Collected data entries:
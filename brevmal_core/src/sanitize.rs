use std::num::NonZeroUsize;
use std::sync::Arc;
use std::sync::LazyLock;
use std::sync::Mutex;
use std::sync::PoisonError;
use std::sync::atomic::AtomicBool;
use std::sync::atomic::AtomicUsize;
use std::sync::atomic::Ordering;

use regex::Captures;
use regex::Regex;
use serde::Deserialize;
use serde::Serialize;

use crate::BrevmalError;
use crate::BrevmalResult;
use crate::document::DocumentPath;
use crate::document::StoredDocument;
use crate::markup::check_well_formed;
use crate::store::DocumentEntry;
use crate::store::DocumentStore;
use crate::store::EntryStatus;
use crate::tags::Dialect;
use crate::tags::scan_with_diagnostics;

static SCRIPT_ELEMENT: LazyLock<Regex> = LazyLock::new(|| {
	Regex::new(r"(?is)<script\b[^>]*?(?:/>|>.*?</script\s*>)")
		.unwrap_or_else(|e| panic!("invalid script pattern: {e}"))
});

static START_TAG: LazyLock<Regex> = LazyLock::new(|| {
	Regex::new(r#"(?s)<[a-zA-Z][a-zA-Z0-9:_-]*(?:[^>"']|"[^"]*"|'[^']*')*>"#)
		.unwrap_or_else(|e| panic!("invalid start tag pattern: {e}"))
});

static EVENT_HANDLER: LazyLock<Regex> = LazyLock::new(|| {
	Regex::new(r#"(?i)\s+on[a-z0-9_-]+\s*=\s*(?:"[^"]*"|'[^']*'|[^\s"'>]+)"#)
		.unwrap_or_else(|e| panic!("invalid event handler pattern: {e}"))
});

static JAVASCRIPT_URL: LazyLock<Regex> = LazyLock::new(|| {
	Regex::new(
		r#"(?i)(\s(?:href|src)\s*=\s*)(?:"\s*javascript:[^"]*"|'\s*javascript:[^']*'|javascript:[^\s"'>]*)"#,
	)
	.unwrap_or_else(|e| panic!("invalid url pattern: {e}"))
});

const BYTE_ORDER_MARK: char = '\u{feff}';

fn enabled() -> bool {
	true
}

/// The `[sanitize]` section of `brevmal.toml`.
///
/// Every rewrite is enabled by default. The well-formedness check always
/// runs.
#[derive(Debug, Clone, PartialEq, Eq, Serialize, Deserialize)]
#[allow(clippy::struct_excessive_bools)]
pub struct SanitizeOptions {
	/// Number of worker threads. Defaults to the available parallelism.
	#[serde(default)]
	pub workers: Option<usize>,
	/// Remove `<script>` elements.
	#[serde(default = "enabled")]
	pub strip_scripts: bool,
	/// Remove `on*=` event handler attributes.
	#[serde(default = "enabled")]
	pub strip_event_handlers: bool,
	/// Replace `javascript:` URLs in `href` and `src` with `#`.
	#[serde(default = "enabled")]
	pub neutralize_javascript_urls: bool,
	/// Rewrite `[[ name ]]` as `[[name]]`.
	#[serde(default = "enabled")]
	pub normalize_tag_whitespace: bool,
}

impl Default for SanitizeOptions {
	fn default() -> Self {
		Self {
			workers: None,
			strip_scripts: true,
			strip_event_handlers: true,
			neutralize_javascript_urls: true,
			normalize_tag_whitespace: true,
		}
	}
}

/// A normalized document and the changes applied to it.
#[derive(Debug, Clone, PartialEq, Eq)]
pub struct Sanitized {
	pub content: String,
	pub changes: Vec<String>,
}

/// Normalize a single legacy document.
///
/// Scripts, event handlers and `javascript:` URLs are removed first. A
/// double-bracket document whose element structure is still broken fails
/// with [`BrevmalError::MalformedMarkup`]. Stray brackets are left as text
/// and noted in the changes.
pub fn sanitize_document(
	path: &DocumentPath,
	content: &str,
	options: &SanitizeOptions,
) -> BrevmalResult<Sanitized> {
	let mut changes = Vec::new();
	let dialect = path.dialect();

	let mut content = match content.strip_prefix(BYTE_ORDER_MARK) {
		Some(stripped) => {
			changes.push("removed byte order mark".to_string());
			stripped.to_string()
		}
		None => content.to_string(),
	};

	if content.contains('\r') {
		content = content.replace("\r\n", "\n").replace('\r', "\n");
		changes.push("normalized line endings".to_string());
	}

	if options.strip_scripts {
		let count = SCRIPT_ELEMENT.find_iter(&content).count();
		if count > 0 {
			content = SCRIPT_ELEMENT.replace_all(&content, "").into_owned();
			changes.push(format!("removed {count} script element(s)"));
		}
	}

	if options.strip_event_handlers || options.neutralize_javascript_urls {
		let mut handlers = 0;
		let mut urls = 0;
		content = START_TAG
			.replace_all(&content, |captures: &Captures<'_>| {
				let mut tag = captures[0].to_string();
				if options.strip_event_handlers {
					handlers += EVENT_HANDLER.find_iter(&tag).count();
					tag = EVENT_HANDLER.replace_all(&tag, "").into_owned();
				}
				if options.neutralize_javascript_urls {
					urls += JAVASCRIPT_URL.find_iter(&tag).count();
					tag = JAVASCRIPT_URL.replace_all(&tag, "${1}\"#\"").into_owned();
				}
				tag
			})
			.into_owned();

		if handlers > 0 {
			changes.push(format!("removed {handlers} event handler attribute(s)"));
		}
		if urls > 0 {
			changes.push(format!("neutralized {urls} javascript: URL(s)"));
		}
	}

	if dialect == Dialect::Double {
		let issues = check_well_formed(&content);
		if let Some(first) = issues.first() {
			let reason = match issues.len() {
				1 => first.message(),
				count => format!("{} (and {} more)", first.message(), count - 1),
			};
			return Err(BrevmalError::MalformedMarkup {
				path: path.to_string(),
				reason,
			});
		}
	}

	let (_, tag_diagnostics) = scan_with_diagnostics(&content, dialect);
	changes.extend(
		tag_diagnostics
			.iter()
			.map(|diagnostic| format!("kept {} as text", diagnostic.message())),
	);

	if options.normalize_tag_whitespace {
		let mut normalized = 0;
		content = dialect
			.pattern()
			.replace_all(&content, |captures: &Captures<'_>| {
				let inner = &captures[1];
				let trimmed = inner.trim();
				if trimmed.is_empty() || trimmed.len() == inner.len() {
					captures[0].to_string()
				} else {
					normalized += 1;
					dialect.wrap(trimmed)
				}
			})
			.into_owned();

		if normalized > 0 {
			changes.push(format!("normalized whitespace in {normalized} tag(s)"));
		}
	}

	Ok(Sanitized { content, changes })
}

/// Shared flag that stops a running batch from starting new files.
#[derive(Debug, Clone, Default)]
pub struct CancelFlag(Arc<AtomicBool>);

impl CancelFlag {
	pub fn new() -> Self {
		Self::default()
	}

	pub fn cancel(&self) {
		self.0.store(true, Ordering::SeqCst);
	}

	pub fn is_cancelled(&self) -> bool {
		self.0.load(Ordering::SeqCst)
	}
}

/// Outcome for one file of a batch.
#[derive(Debug, Clone, PartialEq, Eq, Serialize)]
pub struct SanitizeResult {
	pub path: DocumentPath,
	pub success: bool,
	#[serde(skip_serializing_if = "Option::is_none")]
	pub error: Option<String>,
	pub changes: Vec<String>,
}

/// Aggregate outcome of a batch run. Results follow the listing order of
/// the source store.
#[derive(Debug, Clone, PartialEq, Eq, Serialize)]
pub struct BatchReport {
	pub results: Vec<SanitizeResult>,
	pub succeeded: usize,
	pub failed: usize,
	/// Set when the run was cancelled. Files not yet started are missing
	/// from `results`.
	pub cancelled: bool,
	/// Human-readable summary, one line per file plus a total.
	pub log: String,
}

impl BatchReport {
	pub fn is_ok(&self) -> bool {
		self.failed == 0 && !self.cancelled
	}
}

/// Migrates every document of a source store into a destination store.
#[derive(Debug, Clone, Default)]
pub struct SanitizerBatch {
	pub options: SanitizeOptions,
	/// Sanitize and report without writing to the destination.
	pub dry_run: bool,
}

impl SanitizerBatch {
	pub fn new(options: SanitizeOptions) -> Self {
		Self {
			options,
			dry_run: false,
		}
	}

	#[must_use]
	pub fn dry_run(mut self, dry_run: bool) -> Self {
		self.dry_run = dry_run;
		self
	}

	/// Sanitize every document listed by `source` and write it to the same
	/// path in `dest`.
	///
	/// Per-file failures are recorded in the report and never abort the run.
	/// Only a failure to list the source is returned as an error.
	pub fn run(
		&self,
		source: &dyn DocumentStore,
		dest: &dyn DocumentStore,
		cancel: &CancelFlag,
	) -> BrevmalResult<BatchReport> {
		let entries = source.list()?;
		let workers = self
			.options
			.workers
			.unwrap_or_else(|| std::thread::available_parallelism().map_or(1, NonZeroUsize::get))
			.clamp(1, entries.len().max(1));
		tracing::debug!(files = entries.len(), workers, "starting sanitize batch");

		let next = AtomicUsize::new(0);
		let slots: Mutex<Vec<Option<SanitizeResult>>> = Mutex::new(vec![None; entries.len()]);

		std::thread::scope(|scope| {
			for _ in 0..workers {
				scope.spawn(|| {
					loop {
						if cancel.is_cancelled() {
							break;
						}

						let index = next.fetch_add(1, Ordering::SeqCst);
						let Some(entry) = entries.get(index) else {
							break;
						};

						let result = self.process(entry, source, dest);
						slots.lock().unwrap_or_else(PoisonError::into_inner)[index] = Some(result);
					}
				});
			}
		});

		let results: Vec<SanitizeResult> = slots
			.into_inner()
			.unwrap_or_else(PoisonError::into_inner)
			.into_iter()
			.flatten()
			.collect();

		Ok(build_report(results, cancel.is_cancelled()))
	}

	fn process(
		&self,
		entry: &DocumentEntry,
		source: &dyn DocumentStore,
		dest: &dyn DocumentStore,
	) -> SanitizeResult {
		let path = entry.path.clone();

		match self.sanitize_entry(entry, source, dest) {
			Ok(changes) => {
				tracing::debug!(path = %path, changes = changes.len(), "sanitized document");
				SanitizeResult {
					path,
					success: true,
					error: None,
					changes,
				}
			}
			Err(error) => {
				let reason = match error {
					BrevmalError::SanitizeFile { reason, .. }
					| BrevmalError::MalformedMarkup { reason, .. } => reason,
					other => other.to_string(),
				};
				tracing::warn!(path = %path, %reason, "failed to sanitize document");
				SanitizeResult {
					path,
					success: false,
					error: Some(reason),
					changes: Vec::new(),
				}
			}
		}
	}

	fn sanitize_entry(
		&self,
		entry: &DocumentEntry,
		source: &dyn DocumentStore,
		dest: &dyn DocumentStore,
	) -> BrevmalResult<Vec<String>> {
		if let EntryStatus::Unreadable { reason } = &entry.status {
			return Err(BrevmalError::SanitizeFile {
				path: entry.path.to_string(),
				reason: reason.clone(),
			});
		}

		let stored = source.read(&entry.path)?;
		let sanitized = sanitize_document(&entry.path, &stored.content, &self.options)?;

		if !self.dry_run {
			dest.write(
				&entry.path,
				&StoredDocument {
					content: sanitized.content,
					metadata: stored.metadata,
				},
			)?;
		}

		Ok(sanitized.changes)
	}
}

fn build_report(results: Vec<SanitizeResult>, cancelled: bool) -> BatchReport {
	let succeeded = results.iter().filter(|result| result.success).count();
	let failed = results.len() - succeeded;

	let mut lines: Vec<String> = results
		.iter()
		.map(|result| {
			match &result.error {
				None => format!("ok   {} ({} change(s))", result.path, result.changes.len()),
				Some(error) => format!("FAIL {}: {error}", result.path),
			}
		})
		.collect();
	let mut summary = format!(
		"{succeeded} succeeded, {failed} failed, {} total",
		results.len()
	);
	if cancelled {
		summary.push_str(" (cancelled)");
	}
	lines.push(summary);

	BatchReport {
		results,
		succeeded,
		failed,
		cancelled,
		log: lines.join("\n"),
	}
}
use serde::Deserialize;
use serde::Serialize;

/// A location inside a markup string.
#[derive(Debug, Clone, Copy, PartialEq, Eq, Serialize, Deserialize)]
pub struct Point {
	/// 1-indexed line number.
	pub line: usize,
	/// 1-indexed column number, counted in bytes.
	pub column: usize,
	/// 0-indexed byte offset.
	pub offset: usize,
}

impl Point {
	pub fn new(line: usize, column: usize, offset: usize) -> Self {
		Self {
			line,
			column,
			offset,
		}
	}
}

impl std::fmt::Display for Point {
	fn fmt(&self, f: &mut std::fmt::Formatter<'_>) -> std::fmt::Result {
		write!(f, "{}:{}", self.line, self.column)
	}
}

/// Pre-computed table of line-start byte offsets. Built once per input so
/// each offset lookup is a binary search instead of a rescan.
pub(crate) struct LineTable {
	/// Byte offsets of the start of each line. `line_starts[0]` is always 0.
	line_starts: Vec<usize>,
}

impl LineTable {
	pub(crate) fn new(content: &str) -> Self {
		let mut line_starts = vec![0];
		for (i, byte) in content.bytes().enumerate() {
			if byte == b'\n' {
				line_starts.push(i + 1);
			}
		}
		Self { line_starts }
	}

	pub(crate) fn point(&self, offset: usize) -> Point {
		let line_idx = match self.line_starts.binary_search(&offset) {
			Ok(exact) => exact,
			Err(insert) => insert.saturating_sub(1),
		};

		Point {
			line: line_idx + 1,
			column: offset - self.line_starts[line_idx] + 1,
			offset,
		}
	}
}
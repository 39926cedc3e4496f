use std::collections::HashMap;

use crate::DocumentMetadata;
use crate::DocumentPath;
use crate::MemoryDocumentStore;
use crate::MemoryFragmentStore;
use crate::SampleData;
use crate::StoredDocument;

pub(crate) fn doc_path(path: &str) -> DocumentPath {
	DocumentPath::new(path).unwrap_or_else(|e| panic!("invalid document path `{path}`: {e}"))
}

pub(crate) fn sample_data() -> SampleData {
	[
		("kjøper.navn", "Ola Nordmann"),
		("mottaker.fornavn", "Kari"),
		("eiendom.adresse", "Storgata 1"),
		("megler.navn", "Per Megler"),
		("firma.orgnr", "987 654 321"),
	]
	.into_iter()
	.collect()
}

pub(crate) fn overrides(pairs: &[(&str, &str)]) -> HashMap<String, String> {
	pairs
		.iter()
		.map(|(name, value)| ((*name).to_string(), (*value).to_string()))
		.collect()
}

pub(crate) fn fragment_store() -> MemoryFragmentStore {
	MemoryFragmentStore::new()
		.with("system-style", "<style>#123456</style>")
		.with("brevhode", "<header>[[megler.navn]]</header>")
		.with("bunntekst", "<footer>Org.nr [[firma.orgnr]]</footer>")
}

pub(crate) fn document_store(documents: &[(&str, &str)]) -> MemoryDocumentStore {
	let store = MemoryDocumentStore::new();
	for (path, content) in documents {
		store.insert(doc_path(path), StoredDocument::new(*content));
	}
	store
}

pub(crate) fn letter_metadata() -> DocumentMetadata {
	DocumentMetadata {
		subject: Some("Kontrakt for [[eiendom.adresse]]".to_string()),
		header: Some("brevhode".to_string()),
		footer: Some("bunntekst".to_string()),
		..DocumentMetadata::default()
	}
}

pub(crate) fn write_file(root: &std::path::Path, relative: &str, content: impl AsRef<[u8]>) {
	let path = root.join(relative);
	if let Some(parent) = path.parent() {
		std::fs::create_dir_all(parent)
			.unwrap_or_else(|e| panic!("failed to create `{}`: {e}", parent.display()));
	}
	std::fs::write(&path, content)
		.unwrap_or_else(|e| panic!("failed to write `{}`: {e}", path.display()));
}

**Action item**
Copy all the lines above that hold the string "NonZeroUsize".

**Completed task**
use std::num::NonZeroUsize;
			.unwrap_or_else(|| std::thread::available_parallelism().map_or(1, NonZeroUsize::get))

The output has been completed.